L’esercente ha dimostrato di essere stato vittima di un errore contabile che gli ha causato un tracollo finanziario, finanche a portandolo alla vendita della propria abitazione e determinato da un’operazione di disinvestimento di titoli contabilizzato nelle sopravvenienze attive piuttosto che nel patrimonio netto. A causa di ciò è stato costretto a chiudere l'attività e a rimanere senza impiego di lavoro.
La CTR ha dato ragione al contribuente presupponendo che gli studi di settore debbano essere supportati da elementi gravi, precisi e concordanti che però in questo caso non sono stati dimostrati o allegati dall’Agenzia delle Entrate. D’altro canto, invece, il contribuente ha dimostrato di essere stato costretto a chiudere la sua attività commerciale a causa di un dissesto provocato da un errore contabile.
Comm.
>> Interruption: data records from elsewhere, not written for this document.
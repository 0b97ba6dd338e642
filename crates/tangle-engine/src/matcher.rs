//! Edit distance and closest-name suggestions.
//!
//! Used to turn "no such binding" into "did you mean ...?". Distances are
//! Levenshtein distances over Unicode scalar values: substitution, insertion
//! and deletion each cost one, and comparison is case-sensitive.

/// Levenshtein distance between `a` and `b`.
///
/// ```
/// assert_eq!(tangle_engine::distance("com.google.Cat", "com.google.Cats"), 1);
/// assert_eq!(tangle_engine::distance("kitten", "sitting"), 3);
/// ```
#[must_use]
pub fn distance(a: &str, b: &str) -> usize {
    let a: Vec<char> = a.chars().collect();
    let b: Vec<char> = b.chars().collect();

    // Keep the shorter string in the row to bound memory.
    let (long, short) = if a.len() >= b.len() { (a, b) } else { (b, a) };

    let mut previous: Vec<usize> = (0..=short.len()).collect();
    let mut current = vec![0; short.len() + 1];

    for (i, long_char) in long.iter().enumerate() {
        current[0] = i + 1;
        for (j, short_char) in short.iter().enumerate() {
            let substitution = previous[j] + usize::from(long_char != short_char);
            let deletion = previous[j + 1] + 1;
            let insertion = current[j] + 1;
            current[j + 1] = substitution.min(deletion).min(insertion);
        }
        std::mem::swap(&mut previous, &mut current);
    }

    previous[short.len()]
}

/// Candidates closest to `target`, all at the same minimal distance.
///
/// Candidates further than `max_distance` are discarded first. Of the rest,
/// only those at the smallest distance found are returned, in candidate
/// order. If nothing is within `max_distance` the result is empty. `limit`
/// caps the number of suggestions returned; `None` keeps every tie.
///
/// ```
/// use tangle_engine::closest_names;
///
/// let nodes = ["com.google.Cat", "com.google.Bat", "com.google.Dog"];
/// assert_eq!(
///     closest_names("com.google.Cats", nodes, 3, None),
///     vec!["com.google.Cat"]
/// );
/// ```
pub fn closest_names<'a, I>(
    target: &str,
    candidates: I,
    max_distance: usize,
    limit: Option<usize>,
) -> Vec<&'a str>
where
    I: IntoIterator<Item = &'a str>,
{
    let mut best = max_distance;
    let mut closest: Vec<&'a str> = Vec::new();

    for candidate in candidates {
        let candidate_distance = distance(target, candidate);
        if candidate_distance > best {
            continue;
        }
        if candidate_distance < best {
            best = candidate_distance;
            closest.clear();
        }
        closest.push(candidate);
    }

    if let Some(limit) = limit {
        closest.truncate(limit);
    }
    closest
}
Trib. Reg. per la Puglia, sentenza n. 3474 del 04 dicembre 2018
Il terzo ed ultimo caso riguarda un’attività di commercio all'ingrosso di abbigliamento ed accessori a cui venivano notificati avvisi di accertamento per una maggiore IVA dovuta e venivano applicate delle sanzioni. Ciò in quanto, a parere degli accertatori, la società aveva effettuato acquisti da fornitori inesistenti, privi di qualunque organizzazione di mezzi e persone. Gli veniva, quindi, contestata l'inesistenza soggettiva delle fatture emesse a favore del negozio e la conseguente non detraibilità della relativa IVA.
La CTR ha tuttavia ritenuto non provata la pregressa conoscenza del meccanismo fraudolento da parte dei contribuenti. Ed infatti nelle forniture non si faceva alcun riferimento allo Stato di sdoganamento, vi erano stati contatti diretti con le imprese fornitrici anche i fini delle condizioni di acquisto, vi era stato il trasferimento della merce, ecc.
La CTR ha anche ritenuto che ai fini della detraibilità dell'IVA, in caso di effettivo ricevimento della merce da parte dell’esercente, la mancanza di documenti di trasporto non comporta la conoscibilità da parte della stessa dell'inesistenza delle ditte fornitrici.